Let-7b acts as a tumor suppressor in osteosarcoma via targeting IGF1R.

Abstract

MicroRNAs serve crucial functions in cancer progression by inhibiting the translation of target genes and causing mRNA degradation. However, the underlying regulatory mechanism of Let-7b in osteosarcoma (OS) has not, to the best of our knowledge, been comprehensively elucidated. The aim of the present study was to investigate the function of Let-7b in OS and clarify the regulation of insulin-like growth factor 1 receptor (IGF1R) by Let-7b.

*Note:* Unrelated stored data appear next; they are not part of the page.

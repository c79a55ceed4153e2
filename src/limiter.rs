//! Minimum-spacing gate for outbound model calls.
//!
//! Behaves like a token bucket with one permit per `interval` and a burst
//! capacity of one: the first caller passes immediately, every later caller
//! is scheduled at least `interval` after the previous grant. Waiters are
//! served in the order they reserved a slot.

use crate::cancel::CancelToken;
use crate::error::Result;
use std::time::Duration;
use tokio::sync::Mutex;
use tokio::time::{Instant, sleep_until};

#[derive(Debug)]
pub struct RateLimiter {
    interval: Duration,
    next_slot: Mutex<Option<Instant>>,
}

impl RateLimiter {
    pub fn new(interval: Duration) -> Self {
        Self {
            interval,
            next_slot: Mutex::new(None),
        }
    }

    /// Reserve the next slot and sleep until it arrives.
    pub async fn acquire(&self) {
        let slot = {
            let mut next = self.next_slot.lock().await;
            let now = Instant::now();
            let slot = match *next {
                Some(at) if at > now => at,
                _ => now,
            };
            *next = Some(slot + self.interval);
            slot
        };
        sleep_until(slot).await;
    }

    /// Like [`acquire`](Self::acquire) but gives up when `cancel` fires.
    pub async fn acquire_or_cancel(&self, cancel: &CancelToken) -> Result<()> {
        cancel.run(self.acquire()).await
    }
}

#[cfg(test)]
mod tests {
    use super::*;
    use crate::error::Error;

    #[tokio::test(start_paused = true)]
    async fn test_first_permit_is_immediate() {
        let limiter = RateLimiter::new(Duration::from_secs(1));
        let t0 = Instant::now();
        limiter.acquire().await;
        assert_eq!(t0.elapsed(), Duration::ZERO);
    }

    #[tokio::test(start_paused = true)]
    async fn test_concurrent_grants_are_spaced_by_interval() {
        let limiter = RateLimiter::new(Duration::from_secs(1));
        let t0 = Instant::now();

        let grants = futures::future::join_all((0..4).map(|_| async {
            limiter.acquire().await;
            t0.elapsed()
        }))
        .await;

        let mut sorted = grants.clone();
        sorted.sort();
        for pair in sorted.windows(2) {
            assert!(pair[1] - pair[0] >= Duration::from_secs(1));
        }
        assert!(sorted[3] >= Duration::from_secs(3));
    }

    #[tokio::test(start_paused = true)]
    async fn test_idle_limiter_does_not_accumulate_burst() {
        let limiter = RateLimiter::new(Duration::from_secs(1));
        limiter.acquire().await;
        tokio::time::sleep(Duration::from_secs(10)).await;

        let t0 = Instant::now();
        limiter.acquire().await;
        limiter.acquire().await;
        assert!(t0.elapsed() >= Duration::from_secs(1));
    }

    #[tokio::test(start_paused = true)]
    async fn test_cancel_while_waiting() {
        let limiter = RateLimiter::new(Duration::from_secs(60));
        let cancel = CancelToken::new();
        limiter.acquire().await;

        let _timer = cancel.cancel_after(Duration::from_secs(1));
        let res = limiter.acquire_or_cancel(&cancel).await;
        assert!(matches!(res, Err(Error::Cancelled)));
    }
}
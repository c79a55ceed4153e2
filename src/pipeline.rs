//! Run controller: feed → articles → text → output.
//!
//! A run moves through these states, logging every transition:
//!
//! ```text
//! Fetching ─▶ Scraping ─┬─▶ Summarizing ──────┬─▶ Outputting ─▶ Done
//!                       └─▶ RawConcatenating ─┘
//! ```
//!
//! Any fatal error moves the run to `Failed` from wherever it was.
//! Summarizing is chosen when a [`Summarizer`] was configured; otherwise the
//! articles are concatenated as-is.

use crate::api::ModelCaller;
use crate::cancel::CancelToken;
use crate::config::PipelineConfig;
use crate::error::{Error, Result};
use crate::models::SourceResult;
use crate::outputs::text::TextSink;
use crate::outputs::voicevox::Synthesizer;
use crate::outputs::{OutputTarget, route_output};
use crate::scrapers::article::PageExtractor;
use crate::scrapers::rss::FeedResolver;
use crate::scrapers::{fetch_articles, successful, usable_links};
use crate::summarize::Summarizer;
use std::fmt;
use tracing::{debug, error, info, instrument};

#[derive(Debug, Clone, Copy, PartialEq, Eq)]
pub enum RunState {
    Fetching,
    Scraping,
    Summarizing,
    RawConcatenating,
    Outputting,
    Done,
    Failed,
}

impl fmt::Display for RunState {
    fn fmt(&self, f: &mut fmt::Formatter<'_>) -> fmt::Result {
        let name = match self {
            RunState::Fetching => "fetching",
            RunState::Scraping => "scraping",
            RunState::Summarizing => "summarizing",
            RunState::RawConcatenating => "raw-concatenating",
            RunState::Outputting => "outputting",
            RunState::Done => "done",
            RunState::Failed => "failed",
        };
        f.write_str(name)
    }
}

/// What a finished run did.
#[derive(Debug, Clone, PartialEq, Eq)]
pub struct RunSummary {
    pub feed_title: String,
    pub attempted: usize,
    pub succeeded: usize,
    pub summarized: bool,
    pub output: OutputTarget,
}

/// Wires the collaborators of one run together.
///
/// - `R`: feed resolver
/// - `X`: article page extractor
/// - `M`: model caller behind the optional summarizer
/// - `S`: optional speech synthesizer
/// - `K`: text sink
pub struct Pipeline<R, X, M, S, K> {
    resolver: R,
    extractor: X,
    summarizer: Option<Summarizer<M>>,
    synthesizer: Option<S>,
    sink: K,
    config: PipelineConfig,
}

impl<R, X, M, S, K> Pipeline<R, X, M, S, K>
where
    R: FeedResolver,
    X: PageExtractor,
    M: ModelCaller,
    S: Synthesizer,
    K: TextSink,
{
    pub fn new(
        resolver: R,
        extractor: X,
        summarizer: Option<Summarizer<M>>,
        synthesizer: Option<S>,
        sink: K,
        config: PipelineConfig,
    ) -> Self {
        Self {
            resolver,
            extractor,
            summarizer,
            synthesizer,
            sink,
            config,
        }
    }

    /// Execute one run against `feed_url`.
    ///
    /// Resolves the feed, fetches every usable article, produces the text
    /// (summarized or concatenated) and hands it to the output router.
    ///
    /// # Arguments
    ///
    /// * `feed_url` - RSS or Atom feed to narrate
    /// * `cancel` - Run-wide cancellation; the deadline and Ctrl-C trip it
    ///
    /// # Returns
    ///
    /// A [`RunSummary`] once the output is written. The run fails on an
    /// unreadable or empty feed, when no article could be fetched, when a
    /// summarization stage fails, when output fails, or on cancellation.
    ///
    /// # Example
    ///
    /// ```ignore
    /// let pipeline = Pipeline::new(resolver, extractor, summarizer, synthesizer, FsSink, config);
    /// let summary = pipeline.run("https://example.com/rss.xml", &CancelToken::new()).await?;
    /// ```
    #[instrument(level = "info", skip(self, cancel))]
    pub async fn run(&self, feed_url: &str, cancel: &CancelToken) -> Result<RunSummary> {
        let mut state = RunState::Fetching;
        info!(%state, "Run started");

        match self.drive(feed_url, cancel, &mut state).await {
            Ok(summary) => {
                advance(&mut state, RunState::Done);
                Ok(summary)
            }
            Err(e) => {
                error!(failed_in = %state, error = %e, "Run failed");
                advance(&mut state, RunState::Failed);
                Err(e)
            }
        }
    }

    async fn drive(
        &self,
        feed_url: &str,
        cancel: &CancelToken,
        state: &mut RunState,
    ) -> Result<RunSummary> {
        let feed = cancel.run(self.resolver.resolve(feed_url)).await??;
        let links = usable_links(feed.links)?;
        info!(feed_title = %feed.title, links = links.len(), "Feed resolved");

        advance(state, RunState::Scraping);
        let attempted = links.len();
        let results = fetch_articles(&self.extractor, links, self.config.parallel, cancel).await;
        if cancel.is_cancelled() {
            return Err(Error::Cancelled);
        }
        let sources = successful(results)?;
        let succeeded = sources.len();

        let text = match &self.summarizer {
            Some(summarizer) => {
                advance(state, RunState::Summarizing);
                summarizer.summarize(&feed.title, &sources, cancel).await?
            }
            None => {
                advance(state, RunState::RawConcatenating);
                raw_concatenation(&feed.title, &sources)
            }
        };

        advance(state, RunState::Outputting);
        let output = route_output(
            &text,
            &self.config,
            self.synthesizer.as_ref(),
            &self.sink,
            cancel,
        )
        .await?;

        Ok(RunSummary {
            feed_title: feed.title,
            attempted,
            succeeded,
            summarized: self.summarizer.is_some(),
            output,
        })
    }
}

fn advance(state: &mut RunState, next: RunState) {
    debug!(from = %state, to = %next, "State transition");
    *state = next;
}

/// The summarization-free output: every article under its own heading.
pub fn raw_concatenation(feed_title: &str, sources: &[SourceResult]) -> String {
    let mut out = format!("# {feed_title}\n\n");
    for source in sources {
        out.push_str(&format!(
            "## {}\n\n{}\n\n---\n\n",
            source.display_title(),
            source.content
        ));
    }
    out
}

It was observed that Let-7b was significantly downregulated in OS tissues and cell lines compared with the matched adjacent non-tumorous tissues and human normal osteoblastic cell line hFOB 1.19. Overexpression of Let-7b significantly inhibited the proliferation and invasion of U2OS and SAOS-2 cells. A luciferase reporter assay validated that IGF1R was a downstream and functional target of Let-7b. Let-7b was also able to decrease the expression levels of IGF1R protein. Functional studies revealed that the antitumor effect of Let-7b was probably due to targeting and suppressing IGF1R expression. Furthermore, in OS tissues, IGF1R was identified to be significantly upregulated and negatively correlated with Let-7b levels. In conclusion, the results of the present study indicated that Let-7b suppresses OS cellular proliferation and invasion via targeting IGF1R. A novel candidate prognostic factor was identified and it is suggested that the Let-7b/IGF1R axis may represent a novel anti-metastasis therapeutic target in OS.